Les Congolais apprécient sa voix profonde aux gammes mutantes et ses chorégraphies insolites où la souplesse de la gestuelle bassa épouse les déhanchements plus audacieux du mutuashi, la danse du Kasaï popularisée par la vedette RDcongolaise Tshala Muana. L’album, enregistré en 2009 entre Pointe-Noire et Douala, pressé à Paris et filmé à Kinshasa pour la partie vidéo, sort l’année suivante dans toute l’Afrique centrale et en Afrique du Sud.
Mimi a opté pour une musique africaine cross-over : mélange de rumba et de makossa avec des influences latines et des accents soul qu’elle dit emprunter aux chansons requiem qui « connotent un message spirituel et humanitaire. Je l’ai appris des anciens, car l’artiste est la voix des sans-voix et exprime ce que les autres ne peuvent pas dire ».
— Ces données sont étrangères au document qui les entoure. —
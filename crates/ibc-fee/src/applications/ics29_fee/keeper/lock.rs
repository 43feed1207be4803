use tracing::{error, info};

use crate::applications::ics29_fee::keys::LOCKED_KEY;
use crate::store::KvStore;

/// The chain-wide circuit breaker. It is tripped when the escrow account turns out to hold
/// less than the fees recorded against it, after which all fee logic is bypassed until an
/// operator clears it.
pub trait LockController: KvStore {
    /// Any stored value other than `false` counts as locked.
    fn is_locked(&self) -> bool {
        self.get(LOCKED_KEY.as_bytes())
            .map_or(false, |value| value != b"false")
    }

    fn lock_fee_module(&mut self) {
        error!("fee module locked: escrow account cannot cover the fees recorded against it");
        self.set(LOCKED_KEY.as_bytes().to_vec(), b"true".to_vec());
    }

    /// Clears the lock. Never called by the middleware itself.
    fn unlock_fee_module(&mut self) {
        info!("fee module unlocked");
        self.delete(LOCKED_KEY.as_bytes());
    }
}

impl<S: KvStore + ?Sized> LockController for S {}

#[cfg(test)]
mod tests {
    use super::*;
    use crate::store::{OverlayStore, TransactionalStore};

    #[test_log::test]
    fn lock_survives_until_explicitly_cleared() {
        let mut store = OverlayStore::new();
        assert!(!store.is_locked());

        store.lock_fee_module();
        assert!(store.is_locked());

        store.unlock_fee_module();
        assert!(!store.is_locked());
    }

    #[test_log::test]
    fn lock_tripped_inside_discarded_stage_is_lost() {
        let mut store = OverlayStore::new();
        store.begin();
        store.lock_fee_module();
        store.discard().unwrap();
        assert!(!store.is_locked());
    }

    #[test]
    fn explicit_false_is_unlocked() {
        let mut store = OverlayStore::new();
        store.set(LOCKED_KEY.as_bytes().to_vec(), b"false".to_vec());
        assert!(!store.is_locked());
    }
}
//! The version string negotiated for fee-enabled channels.

use serde_derive::{Deserialize, Serialize};

use super::VERSION;
use crate::core::ics04_channel::Version;
use crate::prelude::*;

/// The channel version used by the fee middleware: the fee protocol version together with
/// the version of the application it wraps, encoded as JSON.
#[derive(Clone, Debug, PartialEq, Eq, Serialize, Deserialize)]
#[serde(deny_unknown_fields)]
pub struct Metadata {
    #[serde(default)]
    pub fee_version: String,
    #[serde(default)]
    pub app_version: String,
}

impl Metadata {
    pub fn new(app_version: impl Into<String>) -> Self {
        Self {
            fee_version: VERSION.to_string(),
            app_version: app_version.into(),
        }
    }

    /// Parses a channel version as fee metadata, returning `None` if it is not a JSON
    /// encoded metadata record.
    pub fn from_version(version: &Version) -> Option<Self> {
        serde_json::from_str(version.as_str()).ok()
    }

    pub fn has_fee_version(&self) -> bool {
        self.fee_version == VERSION
    }

    pub fn to_version(&self) -> Version {
        // Serializing a struct of two strings cannot fail
        let encoded = serde_json::to_string(self).expect("fee metadata is always serializable");
        Version::new(encoded)
    }

    pub fn app_version(&self) -> Version {
        Version::new(self.app_version.clone())
    }
}

impl Default for Metadata {
    fn default() -> Self {
        Self::new("")
    }
}

#[cfg(test)]
mod tests {
    use super::*;

    #[test]
    fn wire_form() {
        let version = Metadata::new("ics20-1").to_version();
        assert_eq!(
            version.as_str(),
            r#"{"fee_version":"ics29-1","app_version":"ics20-1"}"#
        );
        assert_eq!(
            Metadata::from_version(&version),
            Some(Metadata::new("ics20-1"))
        );
    }

    #[test]
    fn non_metadata_versions_do_not_parse() {
        assert_eq!(Metadata::from_version(&Version::new("ics20-1".to_string())), None);
        assert_eq!(Metadata::from_version(&Version::empty()), None);
        assert_eq!(
            Metadata::from_version(&Version::new(r#"{"fee_version":"ics29-1","extra":1}"#.to_string())),
            None
        );
    }

    #[test]
    fn foreign_fee_version_parses_but_is_flagged() {
        let metadata =
            Metadata::from_version(&Version::new(r#"{"fee_version":"ics29-2","app_version":"v"}"#.to_string()))
                .unwrap();
        assert!(!metadata.has_fee_version());
    }
}
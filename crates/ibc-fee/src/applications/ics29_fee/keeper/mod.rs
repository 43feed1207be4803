//! State kept by the fee middleware and the operations moving escrowed funds.
//!
//! Plain state access is provided by extension traits implemented for every [`KvStore`]:
//! [`FeeEnabledStore`], [`LockController`], [`PayeeRegistry`] and [`EscrowStore`]. Operations
//! that move funds ([`escrow_packet_fee`], the distribution functions and
//! [`refund_fees_on_channel_closure`]) need the whole [`FeeContext`] and stage their writes in
//! an overlay of the store.
//!
//! [`FeeContext`]: super::context::FeeContext

use super::error::Error;
use crate::prelude::*;
use crate::store::{KvStore, TransactionalStore};

mod channel;
mod distribute;
mod escrow;
mod lock;
mod payee;
pub mod query;

pub use channel::{FeeEnabledChannel, FeeEnabledStore};
pub use distribute::{
    distribute_packet_fees_on_acknowledgement, distribute_packet_fees_on_timeout,
    refund_fees_on_channel_closure,
};
pub use escrow::{escrow_packet_fee, EscrowStore};
pub use lock::LockController;
pub use payee::{ForwardRelayerAddress, PayeeRegistry, RegisteredCounterpartyPayee, RegisteredPayee};

/// Runs `f` in a fresh overlay, committing it if `f` succeeds and discarding it otherwise.
pub(crate) fn staged<Ctx, T, F>(ctx: &mut Ctx, f: F) -> Result<T, Error>
where
    Ctx: TransactionalStore + ?Sized,
    F: FnOnce(&mut Ctx) -> Result<T, Error>,
{
    ctx.begin();
    match f(ctx) {
        Ok(value) => {
            ctx.commit().map_err(Error::store)?;
            Ok(value)
        }
        Err(e) => {
            ctx.discard().map_err(Error::store)?;
            Err(e)
        }
    }
}

fn keys_with_prefix<S: KvStore + ?Sized>(store: &S, prefix: &str) -> Vec<(String, Vec<u8>)> {
    store
        .prefix_iter(prefix.as_bytes())
        .into_iter()
        .map(|(key, value)| (String::from_utf8_lossy(&key).into_owned(), value))
        .collect()
}
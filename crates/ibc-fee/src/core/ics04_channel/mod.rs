//! ICS 04: Channel and packet types consumed by the fee middleware.

pub mod acknowledgement;
pub mod channel;
pub mod context;
pub mod error;
pub mod packet;
pub mod version;

pub use version::Version;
Dans la chanson qui donne son titre à l’album, « Mon cœur est à toi », on découvre une vocaliste impressionnante : grave, son chant descend jusqu’au fond de l’âme comme une incantation troublante. « Je m’oriente vers une forme de musique du monde tradi-moderne, comme Sally Nyolo ou Richard Bona. Pour le faire, raconte Mimi, il faut voyager et je me suis installée à Paris. » Où son album DVD vient de paraître en diffusion internationale.